My criteria were to go with a traditional percussion rifle in .50 or .54 cal. A twist on that was that it needed to shoot any bullet I chose, and I wanted good ignition with any powder; black, or all substitutes. That last bit can be problematic with anything that isn't direct ignition to the powder charge like an inline. The 90 degree bend in a sidelock causes issues with ignition.

That left me, at least in my mind, with two designs to choose from. A mule ear or side slapper lock or an underhammer lock. The mule ear locks are good, but after looking at it, they seem prone to snagging on random vegetation and clothing when in the half cock position. The hammer sticks out a ways and they need a shroud of leather, IMO. They also provide no weather protection to the cap without that lock cover.

Underhammer locks are tucked up neatly underneath and make a simple and sleek arrangement. The cap is protected, and the hammer is as well. The underhammer has several iterations dating well back into the 1800's.
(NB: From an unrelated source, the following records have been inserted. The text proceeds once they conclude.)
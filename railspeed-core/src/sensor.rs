//! Range Sensor Channel: Ready Flag, Chip Bring-Up and Filtering
//!
//! ## Overview
//!
//! Each of the two sensing points is a time-of-flight ranging chip on the I²C
//! bus with its GPIO1 pin wired to an interrupt. A measurement goes:
//!
//! ```text
//! Tick N                 interrupt              Tick N+1
//!   │                        │                     │
//!   ├─ ready.clear()         │                     │
//!   ├─ start_single_shot ──► chip ranging ──► ready.signal()
//!   │                                              ├─ is_ready() == true
//!   │                                              └─ get_distance()
//!   │                                                   ├─ read_range()
//!   │                                                   └─ filter.push()
//! ```
//!
//! ## Interrupt Boundary
//!
//! The interrupt handler only ever calls [`ReadyFlag::signal`]. Everything
//! else, including clearing the flag, happens on the tick side inside
//! [`FilteredSensor`]. The flag is cleared *before* the next single shot is
//! started, so an interrupt that fires immediately after the start cannot be
//! wiped out by a late clear.
//!
//! ## Usage
//!
//! ```rust
//! use railspeed_core::{FilteredSensor, RangeSensor, ReadyFlag, NO_READING};
//! # use railspeed_core::{InitStep, RangeDriver, SensorResult, SensorError};
//! # struct Chip;
//! # impl RangeDriver for Chip {
//! #     fn run_step(&mut self, _: InitStep) -> SensorResult<()> { Ok(()) }
//! #     fn start_single_shot(&mut self) -> SensorResult<()> { Ok(()) }
//! #     fn read_range(&mut self) -> nb::Result<u32, SensorError> { Ok(42) }
//! # }
//!
//! static READY: ReadyFlag = ReadyFlag::new();
//!
//! // In the GPIO interrupt handler:
//! fn on_gpio1_rising() {
//!     READY.signal();
//! }
//!
//! let mut sensor = FilteredSensor::<_, 1>::new(Chip, &READY);
//! sensor.begin().unwrap();
//! sensor.trigger().unwrap();
//! assert_eq!(sensor.get_distance(), NO_READING);
//!
//! on_gpio1_rising();
//! assert!(sensor.is_ready());
//! assert_eq!(sensor.get_distance(), 42);
//! ```

use core::fmt;
use core::sync::atomic::{AtomicBool, Ordering};

use crate::constants::NO_READING_MM;
use crate::errors::{SensorError, SensorResult};
use crate::filter::SampleFilter;

/// Distance reported when no valid range is available
pub const NO_READING: u32 = NO_READING_MM;

/// One of the two sensing points
#[derive(Debug, Clone, Copy, PartialEq, Eq)]
#[cfg_attr(feature = "defmt", derive(defmt::Format))]
pub enum Channel {
    /// First sensor in the direction of travel for eastbound trains
    A,
    /// Second sensor for eastbound trains
    B,
}

impl Channel {
    /// The opposite channel
    pub fn other(self) -> Self {
        match self {
            Channel::A => Channel::B,
            Channel::B => Channel::A,
        }
    }
}

impl fmt::Display for Channel {
    fn fmt(&self, f: &mut fmt::Formatter<'_>) -> fmt::Result {
        match self {
            Channel::A => f.write_str("A"),
            Channel::B => f.write_str("B"),
        }
    }
}

/// Measurement-complete flag shared with an interrupt handler
///
/// Single writer (the interrupt, which only sets it) and single reader (the
/// tick logic, which is also the only code that clears it). No lock is
/// needed; `Release` on set pairs with `Acquire` on read so the chip's
/// result registers are visible once the flag is seen.
#[derive(Debug)]
pub struct ReadyFlag(AtomicBool);

impl ReadyFlag {
    /// Cleared flag, usable in a `static`
    pub const fn new() -> Self {
        Self(AtomicBool::new(false))
    }

    /// Mark a measurement complete. Called from interrupt context.
    pub fn signal(&self) {
        self.0.store(true, Ordering::Release);
    }

    /// Has a measurement completed since the last clear?
    pub fn is_set(&self) -> bool {
        self.0.load(Ordering::Acquire)
    }

    pub(crate) fn clear(&self) {
        self.0.store(false, Ordering::Release);
    }
}

impl Default for ReadyFlag {
    fn default() -> Self {
        Self::new()
    }
}

/// One step of the ranging chip bring-up, in the order they are run
#[derive(Debug, Clone, Copy, PartialEq, Eq)]
#[cfg_attr(feature = "defmt", derive(defmt::Format))]
pub enum InitStep {
    /// Raise the chip-enable pin and wait for boot
    PowerOn,
    /// Move the chip from the default I²C address to its own
    AssignAddress,
    /// Read the model ID to confirm the chip answers
    CheckPresent,
    /// Load the recommended register settings
    Prepare,
    /// Route GPIO1 as the interrupt output
    ConfigureInterruptPin,
    /// Raise the interrupt when a new range sample is ready
    InterruptOnNewSample,
    /// Cap convergence time at 8 ms so a shot fits in one tick pair
    MaxConvergenceTime,
    /// Turn off the chip's own range-ignore filter
    DisableRangeFilter,
    /// Turn off DMax ambient-light estimation
    DisableDMax,
}

impl InitStep {
    /// Every step, in execution order
    pub const SEQUENCE: [InitStep; 9] = [
        InitStep::PowerOn,
        InitStep::AssignAddress,
        InitStep::CheckPresent,
        InitStep::Prepare,
        InitStep::ConfigureInterruptPin,
        InitStep::InterruptOnNewSample,
        InitStep::MaxConvergenceTime,
        InitStep::DisableRangeFilter,
        InitStep::DisableDMax,
    ];

    /// Maximum convergence time programmed by [`InitStep::MaxConvergenceTime`]
    pub const MAX_CONVERGENCE_MS: u8 = 8;

    /// Short human-readable name
    pub fn name(self) -> &'static str {
        match self {
            InitStep::PowerOn => "power on",
            InitStep::AssignAddress => "assign address",
            InitStep::CheckPresent => "check presence",
            InitStep::Prepare => "prepare",
            InitStep::ConfigureInterruptPin => "configure interrupt pin",
            InitStep::InterruptOnNewSample => "interrupt on new sample",
            InitStep::MaxConvergenceTime => "max convergence time",
            InitStep::DisableRangeFilter => "disable range filter",
            InitStep::DisableDMax => "disable dmax",
        }
    }
}

impl fmt::Display for InitStep {
    fn fmt(&self, f: &mut fmt::Formatter<'_>) -> fmt::Result {
        f.write_str(self.name())
    }
}

/// Register-level driver for one ranging chip
///
/// Implemented outside this crate on top of the board's I²C bus. None of the
/// methods may block.
pub trait RangeDriver {
    /// Perform one bring-up step
    fn run_step(&mut self, step: InitStep) -> SensorResult<()>;

    /// Start a single-shot range measurement
    fn start_single_shot(&mut self) -> SensorResult<()>;

    /// Fetch the completed range in millimetres
    ///
    /// `WouldBlock` if the chip has no result yet; `Other` if the chip
    /// reports a ranging error (no target, overflow, ...).
    fn read_range(&mut self) -> nb::Result<u32, SensorError>;
}

/// Non-blocking range sensor as seen by the speedometer
pub trait RangeSensor {
    /// Bring the sensor up. Failure is fatal for the channel.
    fn begin(&mut self) -> SensorResult<()>;

    /// Start a measurement; `WouldBlock` while the previous one is in flight
    fn trigger(&mut self) -> nb::Result<(), SensorError>;

    /// Has a measurement completed since the last trigger?
    fn is_ready(&self) -> bool;

    /// Filtered distance in millimetres, or [`NO_READING`]
    fn get_distance(&mut self) -> u32;
}

/// Range sensor channel: chip driver + ready flag + moving-average filter
///
/// `N` is the filter depth; the speedometer firmware uses
/// [`FILTER_DEPTH`](crate::constants::FILTER_DEPTH).
pub struct FilteredSensor<'a, D, const N: usize> {
    driver: D,
    ready: &'a ReadyFlag,
    filter: SampleFilter<u32, N>,
    in_flight: bool,
    distance: u32,
}

impl<'a, D: RangeDriver, const N: usize> FilteredSensor<'a, D, N> {
    /// Wrap `driver`, whose interrupt sets `ready`
    pub fn new(driver: D, ready: &'a ReadyFlag) -> Self {
        Self {
            driver,
            ready,
            filter: SampleFilter::new(),
            in_flight: false,
            distance: NO_READING,
        }
    }

    /// Last distance returned by [`RangeSensor::get_distance`]
    pub fn last_distance(&self) -> u32 {
        self.distance
    }

    /// Borrow the chip driver
    pub fn driver(&self) -> &D {
        &self.driver
    }

    /// Mutably borrow the chip driver
    pub fn driver_mut(&mut self) -> &mut D {
        &mut self.driver
    }
}

impl<'a, D: RangeDriver, const N: usize> RangeSensor for FilteredSensor<'a, D, N> {
    fn begin(&mut self) -> SensorResult<()> {
        for step in InitStep::SEQUENCE {
            if let Err(error) = self.driver.run_step(step) {
                log_warn!("Range sensor bring-up failed at {}: {:?}", step.name(), error);
                return Err(SensorError::InitFailed { step });
            }
        }
        self.in_flight = false;
        self.distance = NO_READING;
        Ok(())
    }

    fn trigger(&mut self) -> nb::Result<(), SensorError> {
        if self.in_flight && !self.ready.is_set() {
            return Err(nb::Error::WouldBlock);
        }

        // Clear before starting so a fast completion can't be lost
        self.ready.clear();
        self.distance = NO_READING;
        self.driver.start_single_shot().map_err(nb::Error::Other)?;
        self.in_flight = true;
        Ok(())
    }

    fn is_ready(&self) -> bool {
        self.ready.is_set()
    }

    fn get_distance(&mut self) -> u32 {
        if !self.ready.is_set() {
            return NO_READING;
        }

        if self.in_flight {
            self.in_flight = false;
            self.distance = match self.driver.read_range() {
                // The sentinel bypasses the filter so it can't drag the mean
                Ok(mm) if mm != NO_READING => self.filter.push(mm),
                Ok(_) | Err(nb::Error::WouldBlock) => NO_READING,
                Err(nb::Error::Other(error)) => {
                    log_debug!("Range read failed: {:?}", error);
                    NO_READING
                }
            };
        }
        self.distance
    }
}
In both of these designs the blast from the cap has a direct line to the powder charge with no 90 degree turn to make like on a standard sidelock.

After making that decision, I gathered materials and a barrel. The things on this that I didn't make from scratch are the barrel, ramrod, and sights. I made the rest of the parts, including the screws, in my shop and heat treated them as required. I blended a few designs to make this rifle and anyone that is familiar with the old Numrich Hopkins and Allen will see a resemblance, but it has more in common with the Billinghurst lock. The trigger guard acts as the mainspring for the hammer.

So, the specs are a repurposed TC Omega barrel. It was cheap, in good shape, and has the right twist for conicals. Musket cap ignition for the extra horsepower. Tru-Glo ghost ring sights. Quilted maple stock. German silver sandcast buttplate. Lock and all other parts made of appropriate steel and rust blued.

Honestly, it's a simple design and anyone with a drill press, torch and some files could make it. Fun project that should prove to be a fun hunting arms for many years to come.

No idea how it shoots yet. I'll update the post when I get it out.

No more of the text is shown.